De Staat heeft aangevoerd dat de vordering van de gemeenten moet worden afgewezen omdat hun gehele betoog zich richt op de toepasselijkheid van de rijkscoördinatieregeling, terwijl de bevoegdheid om het rijksinpassingsplan vast te stellen een andere grondslag heeft. Wat daar ook van zij, de vordering richt zich niet enkel op de vaststelling van een rijksinpassingsplan, maar op alle planologische handelingen die de Staat kan verrichten op basis van de rijkscoördinatieregeling. Beoordeeld zal dan ook worden of de rijkscoördinatieregeling van toepassing is.
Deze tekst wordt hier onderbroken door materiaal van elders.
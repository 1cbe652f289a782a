//! 只读全量成员缓存
//!
//! 构造时从成员源一次性加载先序成员数组，按数组下标分配 ordinal，
//! 之后不再写入，并发读无需同步。比较、区间、lead/lag 都直接在数组上完成，
//! 不再回源。

use std::cmp::Ordering;
use std::collections::HashMap;
use std::sync::Arc;

use tracing::{debug, trace};

use crate::common::{OlapError, Result};
use crate::member::{ConstraintKey, Hierarchy, KeyValue, Level, Member, MemberConstraint};
use crate::member_cache::{MemberCache, MemberKey};
use super::{MemberReader, MemberSource};

pub struct CacheMemberReader {
    hierarchy:     Hierarchy,
    /// members[i] 的 ordinal 为 i
    members:       Vec<Member>,
    positions:     HashMap<Member, usize>,
    key_to_member: HashMap<MemberKey, Member>,
    name_to_member: HashMap<String, Member>,
    children:      HashMap<Member, Vec<Member>>,
    level_members: HashMap<Level, Vec<Member>>,
}

impl CacheMemberReader {
    /// 成员源若接受缓存写回则报错：本缓存必须独占自己的内容
    pub fn new<S: MemberSource + ?Sized>(source: &S) -> Result<Arc<Self>> {
        let members = source.members()?;
        let mut positions      = HashMap::with_capacity(members.len());
        let mut key_to_member  = HashMap::with_capacity(members.len());
        let mut name_to_member = HashMap::with_capacity(members.len());
        let mut children: HashMap<Member, Vec<Member>> = HashMap::new();
        let mut level_members: HashMap<Level, Vec<Member>> = HashMap::new();

        for (ordinal, m) in members.iter().enumerate() {
            if !m.assign_ordinal(ordinal) && m.ordinal() != Some(ordinal) {
                trace!(member = m.unique_name(), "member already carries a different ordinal");
            }
            positions.insert(m.clone(), ordinal);
            key_to_member.insert(MemberKey::new(m.level(), m.key().clone()), m.clone());
            name_to_member.insert(m.unique_name().to_string(), m.clone());
            if let Some(p) = m.parent() {
                children.entry(p.clone()).or_default().push(m.clone());
            }
            level_members.entry(m.level().clone()).or_default().push(m.clone());
        }

        for level in source.hierarchy().levels() {
            let count = level_members.get(level).map_or(0, Vec::len);
            level.set_approx_row_count(count as i64);
        }

        let reader = Arc::new(Self {
            hierarchy: source.hierarchy().clone(),
            members, positions, key_to_member, name_to_member, children, level_members,
        });
        if source.set_cache(reader.clone()) {
            return Err(OlapError::ContractViolation(format!(
                "member source for {:?} must not accept cache write-back",
                reader.hierarchy,
            )));
        }
        debug!(
            hierarchy = reader.hierarchy.name(), members = reader.members.len(),
            "read-only member cache loaded"
        );
        Ok(reader)
    }

    /// # Panics
    /// 成员不属于本缓存（例如来自其他 hierarchy）
    fn position(&self, member: &Member) -> usize {
        *self.positions.get(member).unwrap_or_else(|| {
            panic!("member {member:?} is not held by the cache of {:?}", self.hierarchy)
        })
    }

    fn unsupported(&self, op: &str) -> OlapError {
        OlapError::unsupported(format!("{op} on read-only member cache of {:?}", self.hierarchy))
    }
}

// ── MemberCache ───────────────────────────────────────────────────────────────

impl MemberCache for CacheMemberReader {
    fn get_member(&self, level: &Level, key: &KeyValue) -> Option<Member> {
        self.key_to_member.get(&MemberKey::new(level, key.clone())).cloned()
    }

    fn put_member(&self, _level: &Level, _key: KeyValue, _member: Member) -> Result<Option<Member>> {
        Err(self.unsupported("put_member"))
    }

    fn is_mutable(&self) -> bool { false }

    fn remove_member(&self, _level: &Level, _key: &KeyValue) -> Result<Option<Member>> {
        Err(self.unsupported("remove_member"))
    }

    fn remove_member_and_descendants(&self, _level: &Level, _key: &KeyValue) -> Result<Option<Member>> {
        Err(self.unsupported("remove_member_and_descendants"))
    }

    /// 只能回答无约束的查询
    fn get_children_from_cache(
        &self,
        parent:     &Member,
        constraint: Option<&dyn MemberConstraint>,
    ) -> Option<Vec<Member>> {
        match crate::member::constraint_key(constraint) {
            ConstraintKey::Trivial => {
                Some(self.children.get(parent).cloned().unwrap_or_default())
            }
            ConstraintKey::Keyed(_) => None,
        }
    }

    fn get_level_members_from_cache(
        &self,
        level:      &Level,
        constraint: Option<&dyn MemberConstraint>,
    ) -> Option<Vec<Member>> {
        match crate::member::constraint_key(constraint) {
            ConstraintKey::Trivial => {
                Some(self.level_members.get(level).cloned().unwrap_or_default())
            }
            ConstraintKey::Keyed(_) => None,
        }
    }

    fn put_children(
        &self,
        _parent:     &Member,
        _constraint: Option<&dyn MemberConstraint>,
        _children:   Vec<Member>,
    ) -> Result<()> {
        Err(self.unsupported("put_children"))
    }

    fn put_level_members(
        &self,
        _level:      &Level,
        _constraint: Option<&dyn MemberConstraint>,
        _members:    Vec<Member>,
    ) -> Result<()> {
        Err(self.unsupported("put_level_members"))
    }

    fn flush_cache(&self) -> Result<()> {
        Err(self.unsupported("flush_cache"))
    }
}

// ── MemberSource / MemberReader ───────────────────────────────────────────────

impl MemberSource for CacheMemberReader {
    fn hierarchy(&self) -> &Hierarchy { &self.hierarchy }

    fn set_cache(&self, _cache: Arc<dyn MemberCache>) -> bool { false }

    fn members(&self) -> Result<Vec<Member>> { Ok(self.members.clone()) }

    fn root_members(&self) -> Result<Vec<Member>> {
        Ok(self.members.iter().filter(|m| m.parent().is_none()).cloned().collect())
    }

    fn member_children(&self, parent: &Member) -> Result<Vec<Member>> {
        Ok(self.children.get(parent).cloned().unwrap_or_default())
    }

    fn member_count(&self) -> Result<usize> { Ok(self.members.len()) }

    fn lookup_member(&self, unique_name: &str) -> Result<Option<Member>> {
        Ok(self.name_to_member.get(unique_name).cloned())
    }
}

impl MemberReader for CacheMemberReader {
    fn lead_member(&self, member: &Member, n: isize) -> Result<Option<Member>> {
        let start = self.position(member);
        let level = member.level();
        let found = if n >= 0 {
            self.members[start..].iter()
                .filter(|m| m.level() == level)
                .nth(n as usize)
        } else {
            self.members[..=start].iter().rev()
                .filter(|m| m.level() == level)
                .nth(n.unsigned_abs())
        };
        Ok(found.cloned())
    }

    fn member_range(&self, _level: &Level, start: &Member, end: &Member) -> Result<Vec<Member>> {
        assert_eq!(
            start.level(), end.level(),
            "member range endpoints must share a level",
        );
        let (lo, hi) = (self.position(start), self.position(end));
        if lo > hi {
            return Ok(Vec::new());
        }
        Ok(self.members[lo..=hi].iter()
            .filter(|m| m.level() == end.level())
            .cloned()
            .collect())
    }

    fn members_in_level(
        &self,
        level:      &Level,
        constraint: Option<&dyn MemberConstraint>,
    ) -> Result<Vec<Member>> {
        let all = self.level_members.get(level).map(Vec::as_slice).unwrap_or(&[]);
        Ok(match constraint {
            Some(c) => all.iter().filter(|m| c.accepts(m)).cloned().collect(),
            None    => all.to_vec(),
        })
    }

    fn level_member_count(&self, level: &Level) -> Result<usize> {
        Ok(self.level_members.get(level).map_or(0, Vec::len))
    }

    fn member_children_constrained(
        &self,
        parent:     &Member,
        constraint: Option<&dyn MemberConstraint>,
    ) -> Result<Vec<Member>> {
        let all = self.children.get(parent).map(Vec::as_slice).unwrap_or(&[]);
        Ok(match constraint {
            Some(c) => all.iter().filter(|m| c.accepts(m)).cloned().collect(),
            None    => all.to_vec(),
        })
    }

    fn member_by_key(&self, level: &Level, key: &KeyValue) -> Result<Option<Member>> {
        Ok(self.get_member(level, key))
    }

    fn compare(&self, m1: &Member, m2: &Member, siblings_are_equal: bool) -> Result<Ordering> {
        if m1 == m2 {
            return Ok(Ordering::Equal);
        }
        if siblings_are_equal && m1.same_parent(m2) {
            return Ok(Ordering::Equal);
        }
        Ok(self.position(m1).cmp(&self.position(m2)))
    }
}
Daarvoor is relevant of de windturbines als één productie-installatie moeten worden beschouwd.
5.4.
De gemeenten betogen dat voor de beantwoording van de vraag of sprake is van één productie-installatie aansluiting moet worden gezocht bij het inrichtingenbegrip in de Wet Milieubeheer. Dat is niet het geval. Wet(sgeschiedenis) noch jurisprudentie bieden aanknopingspunten voor dat standpunt. Voor de invulling van het begrip productie-installatie moet de parlementaire geschiedenis bij de EW 1998 worden bezien. Daarin staat vermeld “
Een productie-installatie wordt gedefinieerd als een installatie voor de opwekking van elektriciteit. (...) Een productie-installatie kan bestaan uit meerdere productie-eenheden. Een productie-eenheid kan worden omschreven als de kleinst mogelijke entiteit waarmee zelfstandig elektriciteit kan worden opgewekt. Een aantal van die productie-eenheden die geografisch, technisch, functioneel of organisatorisch met elkaar samenhangen kunnen een productie-installatie vormen. Hierbij kan bijvoorbeeld worden gedacht aan een windmolenpark dat door één exploitant wordt beheerd of waarbij tussen de windmolens technische verbindingen bestaan. Elke windmolen is dan een productie-eenheid, terwijl het windmolenpark als geheel de productie-installatie is.”
5.5.
Uit het gebruik van het woord “of” volgt dat de genoemde eisen niet cumulatief zijn. Voor het antwoord op de vraag of de windturbines die in de gemeenten geplaatst zullen worden geografisch met elkaar samenhangen, is de positionering daarvan doorslaggevend. De windturbines worden alle in lijnen opgesteld, parallel aan de bebouwingslinten en kanalen ter plaatse. Daarbij komt dat de windturbines – zoals de Staat onweersproken heeft aangevoerd – zullen worden geplaatst binnen een logisch afgebakend gebied. Vanuit ruimtelijk perspectief is dus sprake van één windpark. Dat er een grote afstand bestaat tussen de meest zuidelijke en meest noordelijke lijnopstelling, leidt niet tot een andere conclusie. Die afstand is immers het logische gevolg van de omvang van het windpark. Tussen de meest noordelijke en meest zuidelijke lijnopstelling bevinden zich diverse andere lijnopstellingen. Een en ander leidt tot de conclusie dat de windturbines geografisch gezien met elkaar samenhangen, zodat de Staat zich terecht beroept op de hem op grond van de rijkscoördinatieregeling toekomende bevoegdheden. Of de windturbines ook in technisch, functioneel en organisatorisch opzicht met elkaar samenhangen, behoeft dan ook niet meer te worden beoordeeld.
5.6.
Het voorgaande noopt tot afwijzing van de vordering. De gemeenten zullen, als de in het ongelijk gestelde partij, worden veroordeeld in de kosten van dit geding.

6.De beslissing

De voorzieningenrechter:
6.1.
wijst het gevorderde af;
6.2.
veroordeelt de gemeenten in de kosten van dit geding, tot dusverre aan de zijde van de Staat begroot op € 1.429,--, waarvan € 816,-- aan salaris advocaat en € 613,-- aan griffierecht.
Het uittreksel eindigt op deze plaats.